Criminosos usam “idosos de aluguel” para fraudar empréstimos consignados
Segundo a Polícia Federal, o grupo utilizava as características biométricas (impressões digitais e fotos) de idosos que se prestavam a emprestar suas identidades, conhecidos como "idosos de aluguel"

A Polícia Federal deflagrou a segunda fase da Operação Melhor Idade, que investiga uma rede criminosa responsável por fraudes em benefícios assistenciais destinados a idosos. O esquema foi identificado com o apoio do Núcleo de Inteligência Previdenciária e atuava em diversas regiões, incluindo Goiás. A operação revelou a existência de uma organização criminosa estruturada, que falsificava documentos públicos, abria contas bancárias, obtinha benefícios de forma ilegal e realizava empréstimos consignados utilizando dados de “idosos de aluguel”.
Segundo a Polícia Federal, o grupo utilizava as características biométricas (impressões digitais e fotos) de idosos que se prestavam a emprestar suas identidades, conhecidos como "idosos de aluguel". Esses indivíduos figuraram em mais de 30 identidades falsas, permitindo que os criminosos simulassem a legitimação de seus benefícios. Até o momento, 21 "idosos de aluguel" foram identificados, sendo responsáveis pela coleta de aproximadamente 285 CPFs e títulos eleitorais falsos.
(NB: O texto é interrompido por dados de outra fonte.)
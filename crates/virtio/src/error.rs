use thiserror::Error;
use vnet_devices::pci::PciError;

/// Result type for virtio-net PCI function lifecycle operations.
pub type Result<T> = std::result::Result<T, VirtioNetError>;

#[derive(Debug, Error)]
pub enum VirtioNetError {
    #[error(transparent)]
    Pci(#[from] PciError),

    #[error("SR-IOV capability is already initialized")]
    SriovAlreadyInitialized,

    #[error("SR-IOV capability has not been initialized")]
    SriovNotInitialized,

    #[error("no VF BAR template registered for BAR{0}")]
    MissingVfBarTemplate(u8),

    #[error("device is not realized")]
    NotRealized,

    #[error("device is already realized")]
    AlreadyRealized,

    #[error("invalid device properties: {0}")]
    InvalidProperties(String),

    #[error("failed to parse device properties")]
    PropertyParse(#[from] serde_json::Error),
}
O esquema foi responsável por fraudes que causaram um prejuízo aproximado de R$ 23 milhões aos cofres públicos. Além disso, a ação da PF evitou um prejuízo de mais R$ 35 milhões, que seriam pagos caso a fraude não tivesse sido interrompida. O grupo conseguiu obter aproximadamente 259 Benefícios de Prestação Continuada ao Idoso, que garantiu um salário mínimo mensal às vítimas, e acessou o Cadastro Único do Governo Federal.
A gravidade da fraude e a organização complexa do esquema levaram a Justiça Federal a decretar medidas cautelares contra os investigados. Dentre as ações, destacam-se os mandados de busca e apreensão, cancelamento de CPFs, bloqueio de contas bancárias, suspensão de benefícios irregulares, sequestro de bens e prisão de envolvidos.
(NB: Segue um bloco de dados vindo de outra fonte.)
impl MsixCapability {
    /// Lays out a table and PBA inside BARs of `bar_size` bytes.
    ///
    /// Fails when the vector count is out of range, when either structure is misaligned or does
    /// not fit its BAR, or when the two overlap inside a shared BAR.
    pub fn new(
        table_size: u16,
        table_bir: u8,
        table_offset: u32,
        pba_bir: u8,
        pba_offset: u32,
        bar_size: u64,
    ) -> Result<Self> {
        if table_size == 0 || table_size > MSIX_MAX_VECTORS {
            return Err(PciError::InterruptVectorInit(format!(
                "{table_size} vectors is outside 1..={MSIX_MAX_VECTORS}"
            )));
        }
        if table_bir > 5 || pba_bir > 5 {
            return Err(PciError::InterruptVectorInit(
                "MSI-X structures must live in BAR0..=BAR5".to_string(),
            ));
        }
        if (table_offset & 0x7) != 0 || (pba_offset & 0x7) != 0 {
            return Err(PciError::InterruptVectorInit(
                "MSI-X table and PBA offsets must be 8-byte aligned".to_string(),
            ));
        }

        let table_bytes = usize::from(table_size) * MSIX_TABLE_ENTRY_SIZE;
        let pba_words = usize::from(table_size).div_ceil(64);
        let table_end = u64::from(table_offset) + table_bytes as u64;
        let pba_end = u64::from(pba_offset) + (pba_words * 8) as u64;
        if table_end > bar_size || pba_end > bar_size {
            return Err(PciError::InterruptVectorInit(format!(
                "MSI-X table (end {table_end:#x}) or PBA (end {pba_end:#x}) \
                 exceeds the {bar_size:#x}-byte BAR"
            )));
        }
        if table_bir == pba_bir
            && u64::from(table_offset) < pba_end
            && u64::from(pba_offset) < table_end
        {
            return Err(PciError::InterruptVectorInit(
                "MSI-X table overlaps the PBA".to_string(),
            ));
        }

        let mut cap = Self {
            offset: 0,
            table_size,
            enabled: false,
            function_mask: false,
            table_bir,
            table_offset,
            pba_bir,
            pba_offset,
            table: vec![0u8; table_bytes],
            pba: vec![0u64; pba_words],
            used: vec![0u64; pba_words],
        };
        cap.mask_all_entries();
        Ok(cap)
    }

    pub fn enabled(&self) -> bool {
        self.enabled
    }

    pub fn function_masked(&self) -> bool {
        self.function_mask
    }

    /// Sets Message Control bits directly (device/platform side).
    pub fn set_control(&mut self, enabled: bool, function_mask: bool) {
        self.enabled = enabled;
        self.function_mask = function_mask;
    }

    pub fn table_size(&self) -> u16 {
        self.table_size
    }

    pub fn table_bir(&self) -> u8 {
        self.table_bir
    }

    pub fn table_offset(&self) -> u32 {
        self.table_offset
    }

    pub fn table_len_bytes(&self) -> usize {
        self.table.len()
    }

    pub fn pba_bir(&self) -> u8 {
        self.pba_bir
    }

    pub fn pba_offset(&self) -> u32 {
        self.pba_offset
    }

    pub fn pba_len_bytes(&self) -> usize {
        self.pba.len() * 8
    }

    pub fn table_read(&self, offset: u64, data: &mut [u8]) {
        let start = offset as usize;
        for (i, out) in data.iter_mut().enumerate() {
            *out = self.table.get(start + i).copied().unwrap_or(0);
        }
    }

    pub fn table_write(&mut self, offset: u64, data: &[u8]) {
        let start = offset as usize;
        for (i, b) in data.iter().enumerate() {
            if let Some(slot) = self.table.get_mut(start + i) {
                *slot = *b;
            }
        }
    }

    pub fn pba_read(&self, offset: u64, data: &mut [u8]) {
        let start = offset as usize;
        let len_bytes = self.pba_len_bytes();
        for (i, out) in data.iter_mut().enumerate() {
            let idx = start + i;
            if idx >= len_bytes {
                *out = 0;
                continue;
            }
            let word = idx / 8;
            let byte = idx % 8;
            *out = ((self.pba[word] >> (byte * 8)) & 0xff) as u8;
        }
    }

    /// Reads from a BAR that holds this capability's table and/or PBA.
    ///
    /// `bar` selects which structures are visible; bytes outside both read as zero.
    pub fn bar_read(&self, bar: u8, offset: u64, size: usize) -> u64 {
        let mut buf = [0u8; 8];
        let data = &mut buf[..size.min(8)];
        if let Some(rel) = self.table_relative(bar, offset, data.len()) {
            self.table_read(rel, data);
        } else if let Some(rel) = self.pba_relative(bar, offset, data.len()) {
            self.pba_read(rel, data);
        }
        u64::from_le_bytes(buf)
    }

    /// Writes to a BAR that holds this capability's table and/or PBA. PBA writes are ignored.
    pub fn bar_write(&mut self, bar: u8, offset: u64, size: usize, value: u64) {
        let bytes = value.to_le_bytes();
        let data = &bytes[..size.min(8)];
        if let Some(rel) = self.table_relative(bar, offset, data.len()) {
            self.table_write(rel, data);
        }
    }

    fn table_relative(&self, bar: u8, offset: u64, len: usize) -> Option<u64> {
        let rel = offset.checked_sub(u64::from(self.table_offset))?;
        let fits = rel
            .checked_add(len as u64)
            .is_some_and(|end| end <= self.table.len() as u64);
        (bar == self.table_bir && fits).then_some(rel)
    }

    fn pba_relative(&self, bar: u8, offset: u64, len: usize) -> Option<u64> {
        let rel = offset.checked_sub(u64::from(self.pba_offset))?;
        let fits = rel
            .checked_add(len as u64)
            .is_some_and(|end| end <= self.pba_len_bytes() as u64);
        (bar == self.pba_bir && fits).then_some(rel)
    }

    fn message_control(&self) -> u16 {
        let mut ctrl = (self.table_size - 1) & 0x07ff;
        if self.function_mask {
            ctrl |= MSIX_FLAGS_MASKALL;
        }
        if self.enabled {
            ctrl |= MSIX_FLAGS_ENABLE;
        }
        ctrl
    }

    fn table_offset_bir(&self) -> u32 {
        (self.table_offset & !0x7) | u32::from(self.table_bir & 0x7)
    }

    fn pba_offset_bir(&self) -> u32 {
        (self.pba_offset & !0x7) | u32::from(self.pba_bir & 0x7)
    }

    fn bit_word_and_mask(vector: u16) -> (usize, u64) {
        let vector = usize::from(vector);
        (vector / 64, 1u64 << (vector % 64))
    }

    fn set_pending(&mut self, vector: u16, pending: bool) {
        let (word, mask) = Self::bit_word_and_mask(vector);
        let Some(slot) = self.pba.get_mut(word) else {
            return;
        };
        if pending {
            *slot |= mask;
        } else {
            *slot &= !mask;
        }
    }

    pub fn is_pending(&self, vector: u16) -> bool {
        let (word, mask) = Self::bit_word_and_mask(vector);
        self.pba.get(word).is_some_and(|bits| bits & mask != 0)
    }

    pub fn clear_pba_pending_bits(&mut self) {
        self.pba.fill(0);
    }

    fn entry_base(&self, vector: u16) -> Option<usize> {
        if vector >= self.table_size {
            return None;
        }
        Some(usize::from(vector) * MSIX_TABLE_ENTRY_SIZE)
    }

    fn entry_dword(&self, base: usize, field: usize) -> u32 {
        let off = base + field;
        u32::from_le_bytes([
            self.table[off],
            self.table[off + 1],
            self.table[off + 2],
            self.table[off + 3],
        ])
    }

    pub fn entry_masked(&self, vector: u16) -> bool {
        self.entry_base(vector)
            .map_or(true, |base| self.entry_dword(base, 12) & MSIX_ENTRY_CTRL_MASKBIT != 0)
    }

    fn entry_message(&self, vector: u16) -> Option<MsiMessage> {
        let base = self.entry_base(vector)?;
        let addr_low = u64::from(self.entry_dword(base, 0));
        let addr_high = u64::from(self.entry_dword(base, 4));
        Some(MsiMessage {
            address: addr_low | (addr_high << 32),
            data: self.entry_dword(base, 8) as u16,
        })
    }

    fn mask_all_entries(&mut self) {
        for vector in 0..self.table_size {
            let ctrl = usize::from(vector) * MSIX_TABLE_ENTRY_SIZE + 12;
            self.table[ctrl..ctrl + 4].copy_from_slice(&MSIX_ENTRY_CTRL_MASKBIT.to_le_bytes());
        }
    }

    /// Returns the MSI message that should be delivered for the given table entry index.
    ///
    /// - When MSI-X is disabled or the vector is out of range nothing happens.
    /// - When the function or the vector is masked, this returns `None` and latches the pending
    ///   bit for the vector.
    /// - When delivery is successful, the pending bit is cleared.
    pub fn trigger(&mut self, vector: u16) -> Option<MsiMessage> {
        if !self.enabled || vector >= self.table_size {
            return None;
        }
        if self.function_mask || self.entry_masked(vector) {
            self.set_pending(vector, true);
            return None;
        }
        let msg = self.entry_message(vector)?;
        if msg.address == 0 {
            self.set_pending(vector, true);
            return None;
        }

        self.set_pending(vector, false);
        Some(msg)
    }

    /// Delivers vectors whose pending bit is set but which are no longer masked.
    ///
    /// Call after the guest touches Message Control or the table.
    pub fn drain_unmasked_pending(&mut self) -> Vec<(u16, MsiMessage)> {
        if !self.enabled || self.function_mask {
            return Vec::new();
        }
        let pending: Vec<u16> = (0..self.table_size)
            .filter(|&vector| self.is_pending(vector) && !self.entry_masked(vector))
            .collect();
        pending
            .into_iter()
            .filter_map(|vector| self.trigger(vector).map(|msg| (vector, msg)))
            .collect()
    }

    /// Marks `vector` as in use by the device. Returns false for out-of-range vectors.
    pub fn vector_use(&mut self, vector: u16) -> bool {
        if vector >= self.table_size {
            return false;
        }
        let (word, mask) = Self::bit_word_and_mask(vector);
        self.used[word] |= mask;
        true
    }

    pub fn vector_unuse(&mut self, vector: u16) {
        if vector >= self.table_size {
            return;
        }
        let (word, mask) = Self::bit_word_and_mask(vector);
        self.used[word] &= !mask;
        self.set_pending(vector, false);
    }

    pub fn unuse_all_vectors(&mut self) {
        self.used.fill(0);
        self.pba.fill(0);
    }

    pub fn is_vector_used(&self, vector: u16) -> bool {
        let (word, mask) = Self::bit_word_and_mask(vector);
        self.used.get(word).is_some_and(|bits| bits & mask != 0)
    }

    pub fn used_vector_count(&self) -> usize {
        self.used.iter().map(|bits| bits.count_ones() as usize).sum()
    }

    /// Function-reset state: delivery disabled, every entry masked, no pending bits.
    ///
    /// Vector use is a device-side reservation and survives reset.
    pub fn reset(&mut self) {
        self.enabled = false;
        self.function_mask = false;
        self.table.fill(0);
        self.mask_all_entries();
        self.pba.fill(0);
    }
}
Na segunda fase da operação, a Polícia Federal cumpriu mandatos contra 16 novos investigados em Goiás, Piauí, São Paulo e no Distrito Federal. Na primeira fase, em 23 de janeiro, três pessoas foram presas, e a corporação apreendeu celulares, cartões de benefícios, extratos bancários e notas que reforçaram as evidências contra os suspeitos.
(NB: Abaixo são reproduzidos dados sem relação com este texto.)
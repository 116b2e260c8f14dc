use std::any::Any;

use super::capabilities::{write_u16, ConfigBytes, PciExtCapability, PCI_EXT_CAP_ID_ARI};

pub const PCI_ARI_VER: u8 = 1;
pub const PCI_ARI_SIZEOF: u16 = 8;

const PCI_ARI_CAP: usize = 0x04;
const PCI_ARI_CTRL: usize = 0x06;

/// Alternative Routing-ID Interpretation capability.
///
/// Only advertises the next function number; MFVC/ACS function groups are not implemented so the
/// control register is read-only zero.
#[derive(Debug, Clone)]
pub struct AriCapability {
    offset: u16,
    next_function: u8,
}

impl AriCapability {
    pub fn new(next_function: u8) -> Self {
        Self {
            offset: 0,
            next_function,
        }
    }

    pub fn next_function(&self) -> u8 {
        self.next_function
    }
}

impl PciExtCapability for AriCapability {
    fn id(&self) -> u16 {
        PCI_EXT_CAP_ID_ARI
    }

    fn version(&self) -> u8 {
        PCI_ARI_VER
    }

    fn offset(&self) -> u16 {
        self.offset
    }

    fn set_offset(&mut self, offset: u16) {
        self.offset = offset;
    }

    fn len(&self) -> u16 {
        PCI_ARI_SIZEOF
    }

    fn sync_to_config(&self, config: &mut ConfigBytes) {
        let base = usize::from(self.offset);
        write_u16(config, base + PCI_ARI_CAP, u16::from(self.next_function) << 8);
        write_u16(config, base + PCI_ARI_CTRL, 0);
    }

    fn write_config(&mut self, _offset: u16, _size: usize, _value: u32) {}

    fn as_any(&self) -> &dyn Any {
        self
    }

    fn as_any_mut(&mut self) -> &mut dyn Any {
        self
    }
}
Com o desmantelamento desse esquema criminoso, a Polícia Federal continua com os esforços para identificar outros possíveis envolvidos e garantir a restituição dos valores aos cofres públicos. A ação demonstra o compromisso da corporação em combater fraudes e proteger os direitos dos cidadãos, especialmente dos idosos que são alvos de exploração.